The Vocational Competence Certificate (VCC) is a system of professional certification. It is headquartered in Lublin, Poland.

The VCC ideas are in accordance with strategic documents and directives in the European Union within the vocational range of education: 
 Initiation “New abilities on new work posts” - education and training customized to labour market needs and an access to education during the whole professional life,
 The European Credit System for Vocational Education,
 The CELAN system - aimed at promoting foreign languages,
 Strategy Europe 2020,
 The European Professional Card – implemented by the European Commission to give employees the same rights in all European Union Countries,
 The European Qualifications Framework.

The VCC is divided into two areas:  New Competences and Select Competences.

New Competences - The VCC New Competences module provides an opportunity to practise a certain profession. the recommended vocational education pathway within the VCC New Competences module includes between 260 and 300 training hours. To obtain a VCC New Competence certificate you need to pass 2 exams to demonstrate your theoretical and practical knowledge and abilities in the given profession.  The VCC is innovative thanks to the psychological and IT elements involved in the modules, as well as the trade foreign language course on offer.

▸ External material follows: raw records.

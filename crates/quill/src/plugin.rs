//! Hooks run around every statement the client executes.

use quill_core::{driver::RowSet, stmt::Statement, Result};

use std::fmt::Debug;

/// Rewrites statements before execution and rows after it.
///
/// Plugins registered on the builder run in registration order on the way
/// in and in reverse order on the way out. The name mapper always runs last
/// on the way in, so plugins see logical model and field names.
pub trait QueryPlugin: Debug + Send + Sync + 'static {
    fn name(&self) -> &str;

    fn transform_query(&self, stmt: Statement) -> Result<Statement> {
        Ok(stmt)
    }

    fn transform_result(&self, rows: RowSet) -> Result<RowSet> {
        Ok(rows)
    }
}
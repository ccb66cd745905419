use pretty_assertions::assert_eq;
use quill::{Client, Value};
use serde_json::json;
use tests::blog;

async fn seed(client: &Client) {
    client
        .model("User")
        .create_many(json!({ "data": [{ "email": "a@example.com" }, { "email": "b@example.com" }] }))
        .await
        .unwrap();
    client
        .model("Post")
        .create_many(json!({
            "data": [
                { "title": "one", "views": 10, "authorId": 1, "published": true },
                { "title": "two", "views": 2, "authorId": 1 },
                { "title": "three", "views": 6, "authorId": 2, "published": true },
            ],
        }))
        .await
        .unwrap();
}

#[tokio::test]
async fn count_rows_and_fields() {
    let (client, _) = blog().await;
    seed(&client).await;
    let users = client.model("User");

    assert_eq!(users.count(json!({})).await.unwrap(), Value::Int(2));
    assert_eq!(
        client
            .model("Post")
            .count(json!({ "where": { "published": true } }))
            .await
            .unwrap(),
        Value::Int(2)
    );

    // Null names are not counted.
    let counts = users
        .count(json!({ "select": { "_all": true, "name": true } }))
        .await
        .unwrap();
    assert_eq!(counts.to_json(), json!({ "_all": 2, "name": 0 }));
}

#[tokio::test]
async fn aggregate_over_filtered_rows() {
    let (client, _) = blog().await;
    seed(&client).await;

    let result = client
        .model("Post")
        .aggregate(json!({
            "_count": true,
            "_avg": { "views": true },
            "_sum": { "views": true },
            "_min": { "views": true, "title": true },
            "_max": { "views": true },
        }))
        .await
        .unwrap();
    assert_eq!(
        result.to_json(),
        json!({
            "_count": 3,
            "_avg": { "views": 6.0 },
            "_sum": { "views": 18 },
            "_min": { "views": 2, "title": "one" },
            "_max": { "views": 10 },
        })
    );

    // Aggregates over no rows are null, counts are zero.
    let empty = client
        .model("Post")
        .aggregate(json!({
            "where": { "views": { "gt": 100 } },
            "_count": { "_all": true },
            "_sum": { "views": true },
        }))
        .await
        .unwrap();
    assert_eq!(empty.to_json(), json!({ "_count": { "_all": 0 }, "_sum": { "views": null } }));

    // Pagination applies before aggregation.
    let top_two = client
        .model("Post")
        .aggregate(json!({ "orderBy": { "views": "desc" }, "take": 2, "_sum": { "views": true } }))
        .await
        .unwrap();
    assert_eq!(top_two.to_json(), json!({ "_sum": { "views": 16 } }));
}

#[tokio::test]
async fn group_by_with_having_and_order() {
    let (client, _) = blog().await;
    seed(&client).await;
    let posts = client.model("Post");

    let groups = posts
        .group_by(json!({
            "by": ["authorId"],
            "_count": { "_all": true },
            "_sum": { "views": true },
            "orderBy": { "authorId": "asc" },
        }))
        .await
        .unwrap();
    assert_eq!(
        groups.to_json(),
        json!([
            { "authorId": 1, "_count": { "_all": 2 }, "_sum": { "views": 12 } },
            { "authorId": 2, "_count": { "_all": 1 }, "_sum": { "views": 6 } },
        ])
    );

    let busy = posts
        .group_by(json!({
            "by": ["authorId"],
            "having": { "views": { "_sum": { "gt": 10 } } },
            "_max": { "views": true },
        }))
        .await
        .unwrap();
    assert_eq!(busy.to_json(), json!([{ "authorId": 1, "_max": { "views": 10 } }]));

    let by_published = posts
        .group_by(json!({
            "by": ["published"],
            "where": { "authorId": 1 },
            "_count": true,
            "orderBy": { "published": "desc" },
        }))
        .await
        .unwrap();
    assert_eq!(
        by_published.to_json(),
        json!([{ "published": true, "_count": 1 }, { "published": false, "_count": 1 }])
    );
}

#[tokio::test]
async fn group_by_rejects_ungrouped_order() {
    let (client, log) = blog().await;

    let err = client
        .model("Post")
        .group_by(json!({ "by": ["authorId"], "orderBy": { "title": "asc" } }))
        .await
        .unwrap_err();
    assert!(err.is_invalid_input(), "{err}");
    assert!(log.statements().is_empty());
}
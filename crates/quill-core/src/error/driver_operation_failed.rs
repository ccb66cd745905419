use super::Error;

/// Error when a database driver operation fails.
///
/// This wraps errors from underlying database driver libraries when operations fail:
/// - Connection errors (rusqlite, tokio-postgres, mysql_async)
/// - Query execution errors, including constraint violations
/// - Transaction operation errors (BEGIN, COMMIT, ROLLBACK)
#[derive(Debug)]
pub(super) struct DriverOperationFailed {
    pub(super) inner: Box<dyn std::error::Error + Send + Sync>,
}

impl std::error::Error for DriverOperationFailed {
    fn source(&self) -> Option<&(dyn std::error::Error + 'static)> {
        Some(self.inner.as_ref())
    }
}

impl core::fmt::Display for DriverOperationFailed {
    fn fmt(&self, f: &mut core::fmt::Formatter) -> core::fmt::Result {
        // Display the error and walk its source chain
        core::fmt::Display::fmt(&self.inner, f)?;
        let mut source = self.inner.source();
        while let Some(err) = source {
            write!(f, ": {}", err)?;
            source = err.source();
        }
        Ok(())
    }
}

impl Error {
    /// Creates an error from a driver operation failure.
    ///
    /// This is the preferred way to convert driver-specific errors (rusqlite, tokio-postgres,
    /// mysql_async, etc.) into quill errors.
    pub fn driver_operation_failed(err: impl std::error::Error + Send + Sync + 'static) -> Error {
        Error::from(super::ErrorKind::DriverOperationFailed(
            DriverOperationFailed {
                inner: Box::new(err),
            },
        ))
    }

    /// Returns `true` if this error is a driver operation failure.
    pub fn is_driver_operation_failed(&self) -> bool {
        self.any_kind(|kind| matches!(kind, super::ErrorKind::DriverOperationFailed(_)))
    }
}
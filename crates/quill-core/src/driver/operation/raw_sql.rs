use super::Operation;
use crate::stmt::Value;

#[derive(Debug, Clone)]
pub struct RawSql {
    /// SQL text using the provider's own placeholder syntax
    pub sql: String,

    pub params: Vec<Value>,

    /// When `true` the rows produced by the statement are returned,
    /// otherwise the affected row count.
    pub returns_rows: bool,
}

impl From<RawSql> for Operation {
    fn from(value: RawSql) -> Self {
        Self::RawSql(value)
    }
}
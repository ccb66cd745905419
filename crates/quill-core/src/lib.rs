pub mod driver;

mod error;
pub use error::{Error, IntoError, Violation};

pub mod schema;
pub use schema::Schema;

pub mod stmt;

mod value;
pub use value::Value;

pub type Result<T> = core::result::Result<T, Error>;

pub use async_trait::async_trait;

Select Competences - The VCC Select Competences module provides candidates with an opportunity to develop update and independently choose their own modules. The VCC certification system is based on the results of the education process, meaning that every person, regardless of time, place, or education can pass a VCC exam in accordance of the European Qualifications Framework.

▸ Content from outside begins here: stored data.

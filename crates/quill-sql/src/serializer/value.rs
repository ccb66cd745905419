use super::{Params, ToSql};

use quill_core::stmt;

impl ToSql for &stmt::Value {
    fn to_sql<P: Params>(self, f: &mut super::Formatter<'_, P>) {
        match self {
            stmt::Value::Null => fmt!(f, "NULL"),
            stmt::Value::Bool(true) => fmt!(f, "TRUE"),
            stmt::Value::Bool(false) => fmt!(f, "FALSE"),
            value => {
                let placeholder = f.params.push(value);
                fmt!(f, placeholder)
            }
        }
    }
}
use chrono::{DateTime, NaiveDate, NaiveDateTime, Utc};
use postgres::types::{private::BytesMut, to_sql_checked, FromSql, IsNull, Kind, ToSql, Type};
use quill_core::{stmt, Error, Result};
use rust_decimal::{prelude::FromPrimitive, Decimal};
use std::str::FromStr;
use tokio_postgres::Row;

type BoxError = Box<dyn std::error::Error + Sync + Send>;

/// A wire value bound to a PostgreSQL statement.
///
/// The server infers each parameter's type from the statement, so the value
/// is converted to whatever type the placeholder was prepared with.
#[derive(Debug, Clone)]
pub struct Value(stmt::Value);

impl From<stmt::Value> for Value {
    fn from(value: stmt::Value) -> Self {
        Self(value)
    }
}

impl ToSql for Value {
    fn to_sql(&self, ty: &Type, out: &mut BytesMut) -> std::result::Result<IsNull, BoxError> {
        if let Kind::Enum(_) = ty.kind() {
            return match &self.0 {
                stmt::Value::Null => Ok(IsNull::Yes),
                stmt::Value::String(value) => {
                    out.extend_from_slice(value.as_bytes());
                    Ok(IsNull::No)
                }
                value => Err(mismatch(value, ty)),
            };
        }

        match &self.0 {
            stmt::Value::Null => Ok(IsNull::Yes),
            stmt::Value::Bool(value) => match *ty {
                Type::BOOL => value.to_sql(ty, out),
                Type::INT2 => (*value as i16).to_sql(ty, out),
                Type::INT4 => (*value as i32).to_sql(ty, out),
                Type::INT8 => (*value as i64).to_sql(ty, out),
                _ => Err(mismatch(&self.0, ty)),
            },
            stmt::Value::I64(value) => match *ty {
                Type::INT2 => i16::try_from(*value)?.to_sql(ty, out),
                Type::INT4 => i32::try_from(*value)?.to_sql(ty, out),
                Type::INT8 => value.to_sql(ty, out),
                Type::FLOAT4 => (*value as f32).to_sql(ty, out),
                Type::FLOAT8 => (*value as f64).to_sql(ty, out),
                Type::NUMERIC => Decimal::from(*value).to_sql(ty, out),
                Type::BOOL => (*value != 0).to_sql(ty, out),
                Type::TEXT | Type::VARCHAR => value.to_string().to_sql(ty, out),
                _ => Err(mismatch(&self.0, ty)),
            },
            stmt::Value::F64(value) => match *ty {
                Type::FLOAT8 => value.to_sql(ty, out),
                Type::FLOAT4 => (*value as f32).to_sql(ty, out),
                Type::NUMERIC => Decimal::from_f64(*value)
                    .ok_or_else(|| mismatch(&self.0, ty))?
                    .to_sql(ty, out),
                Type::TEXT | Type::VARCHAR => value.to_string().to_sql(ty, out),
                _ => Err(mismatch(&self.0, ty)),
            },
            stmt::Value::String(value) => match *ty {
                Type::JSON | Type::JSONB => serde_json::from_str::<serde_json::Value>(value)
                    .unwrap_or_else(|_| serde_json::Value::String(value.clone()))
                    .to_sql(ty, out),
                Type::TIMESTAMPTZ => DateTime::parse_from_rfc3339(value)?
                    .with_timezone(&Utc)
                    .to_sql(ty, out),
                Type::TIMESTAMP => DateTime::parse_from_rfc3339(value)?
                    .naive_utc()
                    .to_sql(ty, out),
                Type::NUMERIC => Decimal::from_str(value)?.to_sql(ty, out),
                Type::INT8 => value.parse::<i64>()?.to_sql(ty, out),
                _ => value.to_sql(ty, out),
            },
            stmt::Value::Bytes(value) => value.to_sql(ty, out),
            stmt::Value::Decimal(value) => match *ty {
                Type::TEXT | Type::VARCHAR => value.to_string().to_sql(ty, out),
                _ => value.to_sql(ty, out),
            },
            stmt::Value::DateTime(value) => match *ty {
                Type::TIMESTAMP => value.naive_utc().to_sql(ty, out),
                Type::DATE => value.date_naive().to_sql(ty, out),
                Type::TEXT | Type::VARCHAR => value
                    .to_rfc3339_opts(chrono::SecondsFormat::Millis, true)
                    .to_sql(ty, out),
                _ => value.to_sql(ty, out),
            },
            stmt::Value::Json(value) => match *ty {
                Type::TEXT | Type::VARCHAR => value.to_string().to_sql(ty, out),
                _ => value.to_sql(ty, out),
            },
            stmt::Value::List(values) => {
                let values: Vec<Value> = values.iter().cloned().map(Value).collect();
                values.to_sql(ty, out)
            }
        }
    }

    fn accepts(_: &Type) -> bool {
        true
    }

    to_sql_checked!();
}

fn mismatch(value: &stmt::Value, ty: &Type) -> BoxError {
    format!("cannot bind {} to a parameter of type {ty}", value.variant_name()).into()
}

/// Reads the raw text of an enum (or any text-encoded) column.
struct RawText(String);

impl<'a> FromSql<'a> for RawText {
    fn from_sql(_: &Type, raw: &'a [u8]) -> std::result::Result<Self, BoxError> {
        Ok(RawText(String::from_utf8(raw.to_vec())?))
    }

    fn accepts(_: &Type) -> bool {
        true
    }
}

fn get<'a, T: FromSql<'a>>(row: &'a Row, index: usize) -> Result<Option<T>> {
    row.try_get(index).map_err(Error::driver_operation_failed)
}

fn list<'a, T>(row: &'a Row, index: usize, f: impl Fn(T) -> stmt::Value) -> Result<stmt::Value>
where
    T: FromSql<'a>,
{
    Ok(get::<Vec<T>>(row, index)?
        .map(|items| stmt::Value::List(items.into_iter().map(f).collect()))
        .unwrap_or_default())
}

/// Converts column `index` of `row` into a wire value.
pub(crate) fn from_row(row: &Row, index: usize, ty: &Type) -> Result<stmt::Value> {
    fn opt<T>(value: Option<T>, f: impl FnOnce(T) -> stmt::Value) -> stmt::Value {
        value.map(f).unwrap_or_default()
    }

    if let Kind::Enum(_) = ty.kind() {
        return Ok(opt(get::<RawText>(row, index)?, |v| stmt::Value::String(v.0)));
    }

    Ok(match *ty {
        Type::BOOL => opt(get::<bool>(row, index)?, stmt::Value::Bool),
        Type::INT2 => opt(get::<i16>(row, index)?, |v| stmt::Value::I64(v.into())),
        Type::INT4 => opt(get::<i32>(row, index)?, |v| stmt::Value::I64(v.into())),
        Type::INT8 => opt(get::<i64>(row, index)?, stmt::Value::I64),
        Type::FLOAT4 => opt(get::<f32>(row, index)?, |v| stmt::Value::F64(v.into())),
        Type::FLOAT8 => opt(get::<f64>(row, index)?, stmt::Value::F64),
        Type::NUMERIC => opt(get::<Decimal>(row, index)?, stmt::Value::Decimal),
        Type::TEXT | Type::VARCHAR | Type::BPCHAR | Type::NAME => {
            opt(get::<String>(row, index)?, stmt::Value::String)
        }
        Type::BYTEA => opt(get::<Vec<u8>>(row, index)?, stmt::Value::Bytes),
        Type::TIMESTAMPTZ => opt(get::<DateTime<Utc>>(row, index)?, stmt::Value::DateTime),
        Type::TIMESTAMP => opt(get::<NaiveDateTime>(row, index)?, |v| {
            stmt::Value::DateTime(v.and_utc())
        }),
        Type::DATE => opt(get::<NaiveDate>(row, index)?, |v| {
            stmt::Value::DateTime(v.and_hms_opt(0, 0, 0).unwrap_or_default().and_utc())
        }),
        Type::JSON | Type::JSONB => opt(get::<serde_json::Value>(row, index)?, stmt::Value::Json),
        Type::TEXT_ARRAY | Type::VARCHAR_ARRAY => list(row, index, stmt::Value::String)?,
        Type::INT4_ARRAY => list(row, index, |v: i32| stmt::Value::I64(v.into()))?,
        Type::INT8_ARRAY => list(row, index, stmt::Value::I64)?,
        Type::FLOAT8_ARRAY => list(row, index, stmt::Value::F64)?,
        Type::BOOL_ARRAY => list(row, index, stmt::Value::Bool)?,
        Type::NUMERIC_ARRAY => list(row, index, stmt::Value::Decimal)?,
        Type::TIMESTAMPTZ_ARRAY => list(row, index, stmt::Value::DateTime)?,
        _ => opt(get::<RawText>(row, index)?, |v| stmt::Value::String(v.0)),
    })
}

The VCC structure involves the following: 
 The VCC Foundation – responsible for the framework of the VCC modules and indicates the directions of its development,
 The Regional Academy – responsible for the certification process in a particular country/region,
 The Academy of Education – responsible for the education process
 Examination Partners – responsible for the organization of the theoretical and practical exams,
 Supporting Partners – responsible for promoting the VCC standard in its activities.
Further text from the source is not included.